Rebuilding the market research stack

Tom Weiss
Tom WeissChief Product & Technology Officer

Or why research stops being a deliverable and becomes infrastructure

For the last thirty years, quant research has been built around a simple constraint: the tools were slow. Fieldwork took weeks. Cleaning and coding took longer. Logic was fragile, routing was manual, and every step required human oversight. Every research plan from brand tracking to message testing  was shaped not by the question being asked, but by how much time and operational pain the system could tolerate.

We told ourselves we were making strategic trade-offs. But in reality, we were building coping mechanisms. Keep surveys short. Avoid repetition. Don’t test too many ideas at once. Limit concept space. Simplify trade-offs. Optimise for programming and QC, not for business outcomes.

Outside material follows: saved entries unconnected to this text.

//! Path loss along a radial terrain profile.
//!
//! A radial sweep asks the oracle for the loss from the transmitter (sample 0)
//! to every later sample of the profile. One failed query must not abort the
//! sweep, so failures are recorded as [`NO_DATA_LOSS_DB`] and the sweep moves
//! on to the next sample.

use crate::{LinkParameters, PropagationOracle, TerrainProfile};
use tracing::{debug, trace};

/// Loss recorded for a sample whose oracle query failed.
pub const NO_DATA_LOSS_DB: f32 = 999.9;

/// Outcome counts of a radial sweep.
#[derive(Debug, Clone, Copy, Default, PartialEq, Eq)]
pub struct RadialSweepStats {
    /// Queries that returned a loss without warnings.
    pub succeeded: usize,
    /// Queries that returned a loss with warnings.
    pub warned: usize,
    /// Queries that failed and were recorded as no data.
    pub failed: usize,
}

/// Losses along a radial, one per profile sample.
#[derive(Debug, Clone, PartialEq)]
pub struct RadialLoss {
    /// Loss in dB from the transmitter to each sample; index 0 is `0.0`.
    pub losses_db: Vec<f32>,
    /// Query outcome counts.
    pub stats: RadialSweepStats,
}

impl RadialLoss {
    /// Whether a sample holds a usable loss value.
    pub fn has_data(&self, index: usize) -> bool {
        self.losses_db
            .get(index)
            .is_some_and(|&loss| loss != NO_DATA_LOSS_DB)
    }
}

/// Compute the loss from the first sample to every later sample of `profile`.
///
/// Profiles with fewer than two samples produce all-zero losses without
/// calling the oracle.
pub fn radial_loss<O>(oracle: &O, profile: &TerrainProfile, link: &LinkParameters) -> RadialLoss
where
    O: PropagationOracle + ?Sized,
{
    let count = profile.len();
    let mut losses_db = vec![0.0f32; count];
    let mut stats = RadialSweepStats::default();

    if count < 2 {
        return RadialLoss { losses_db, stats };
    }

    // The sub-profile to sample `i` is a prefix of the full PFL array with the
    // interval count rewritten, so one owned buffer serves every query.
    let mut pfl = profile.to_pfl();

    for i in 1..count {
        pfl[0] = i as f64;
        let prefix = &pfl[..i + 3];

        match oracle.estimate_path_loss(prefix, link) {
            Ok(loss) => {
                losses_db[i] = loss.loss_db as f32;
                if loss.warnings.has_warnings() {
                    stats.warned += 1;
                } else {
                    stats.succeeded += 1;
                }
            }
            Err(e) => {
                trace!(sample = i, error = %e, "Oracle query failed; recording no data");
                losses_db[i] = NO_DATA_LOSS_DB;
                stats.failed += 1;
            }
        }
    }

    debug!(
        samples = count,
        succeeded = stats.succeeded,
        warned = stats.warned,
        failed = stats.failed,
        "Radial sweep complete"
    );

    RadialLoss { losses_db, stats }
}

We designed around the fragility of the stack, not the needs of the business.

AI changes that. Not incrementally. Fundamentally.

When the production layer collapses, the logic of the entire stack begins to shift. What used to take a team a week now happens in minutes. Survey writing, logic validation, data cleaning, open-end coding, chart production, and first-pass analysis, all compresses. Insight stops being a manufacturing problem. It becomes a responsiveness problem.

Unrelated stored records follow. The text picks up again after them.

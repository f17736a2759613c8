//! # meshrf-itm
//!
//! The propagation-oracle seam of the planner.
//!
//! Point-to-point path loss is delegated to an external Irregular Terrain
//! Model (ITM) build. This crate does not model propagation itself; it
//! provides:
//!
//! - [`PropagationOracle`], the black-box trait the rest of the workspace
//!   depends on,
//! - [`Itm`], a binding that loads an ITM shared library at runtime,
//! - [`radial_loss`], a sweep that feeds correctly shaped prefix profiles to
//!   the oracle and records [`NO_DATA_LOSS_DB`] for failed queries.
//!
//! ```
//! use meshrf_itm::{radial_loss, ItmResult, LinkParameters, PathLoss, PropagationOracle, TerrainProfile};
//!
//! /// Toy oracle: 1 dB per meter of path.
//! struct Linear;
//!
//! impl PropagationOracle for Linear {
//!     fn estimate_path_loss(&self, pfl: &[f64], _link: &LinkParameters) -> ItmResult<PathLoss> {
//!         Ok(PathLoss::new(pfl[0] * pfl[1]))
//!     }
//! }
//!
//! let profile = TerrainProfile::from_elevations(10.0, &[100.0, 101.0, 99.0]);
//! let radial = radial_loss(&Linear, &profile, &LinkParameters::default());
//! assert_eq!(radial.losses_db, vec![0.0, 10.0, 20.0]);
//! ```

mod error;
mod itm;
mod oracle;
mod radial;
mod types;

pub use error::{ItmError, ItmResult, LinkInput};
pub use itm::{Itm, ITM_LIBRARY_ENV};
pub use oracle::PropagationOracle;
pub use radial::{radial_loss, RadialLoss, RadialSweepStats, NO_DATA_LOSS_DB};
pub use types::{
    validate_pfl, Climate, ItmWarnings, LinkParameters, LossStatus, ModeOfVariability, PathLoss,
    Polarization, TerrainProfile, VariabilityMode,
};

Synthetic accelerates that shift even further. There are whole categories of questions humans cannot, or will not, answer. No one is going to complete 200 concept variants. No one survives a 100-attribute grid. No panel will get through 1,000 trade-off comparisons or highly nested product bundles without fatigue, satisficing, or dropout. These are not edge cases; they are standard questions that get thrown out because humans won’t complete them.

Synthetic models, when trained properly on your own data - not hallucinated, not generic, but grounded in real patterns - make these questions viable again. They unlock depth. Combinatorial space becomes explorable. Contradictions can be mapped. Entire decision universes can be sketched before the first respondent ever logs in. And the humans are still part of the loop. They’re just brought in where it counts.

The impact isn’t just that research gets faster. It’s that research gets rebuilt. Old workflows were built to serve the process. Can we get this programmed in time? Can we QC this logic? Can we code the open-ends by next week? None of these were strategic questions. They were concessions to a broken toolchain. But when cost and time collapse, those trade-offs no longer apply.

What emerges is a new operating rhythm. Research starts aligning with the pace of creative iteration, product development, media optimisation, CX, weekly trading meetings, and crisis response. Not because research teams are moving faster, but because they’ve rebuilt the stack underneath. Insight stops being a project with a due date. It becomes part of the loop.

Crisis-response messaging is a perfect example. In the old model, a crisis breaks, comms drafts something, and a day or two later someone tries to spin up a study. By the time insight arrives, the damage is already done. In the new stack, message variants can be drafted, stress-tested synthetically, pulsed with humans, and deployed in the same day. Brand tracking picks up impact in real time. Insight becomes part of the incident response, not a post-mortem.

This isn’t about replacing people. It’s about elevating the role. When production and depth are no longer the bottlenecks, researchers stop spending their time on logistics and start focusing on judgment. Where to look. What to test. What contradicts. What’s noise. What matters. What the business should do next. The function doesn’t diminish.It moves upstream.

The real transformation is straightforward: the old stack was designed to deliver surveys. The new stack is designed to support decisions. That shift sounds simple, but the implications are profound. Creative teams can test every iteration, not just the first one. Brand trackers don’t run quarterly; they run continuously. Message space is explored in full, not sampled. Concept validation aligns with product sprints, not calendar cycles. Customer sentiment becomes dynamic. Research finally matches the clock speed of the business.

This isn’t evolution. It’s re-architecture.

Once AI handles production and synthetic handles expansion, the job of the insight team changes entirely. The most valuable question no longer becomes “Can we deliver the study?” It becomes “How fast can the business act on evidence?”

That’s the new stack.

And the teams who build it will become the most important operational partners in the business.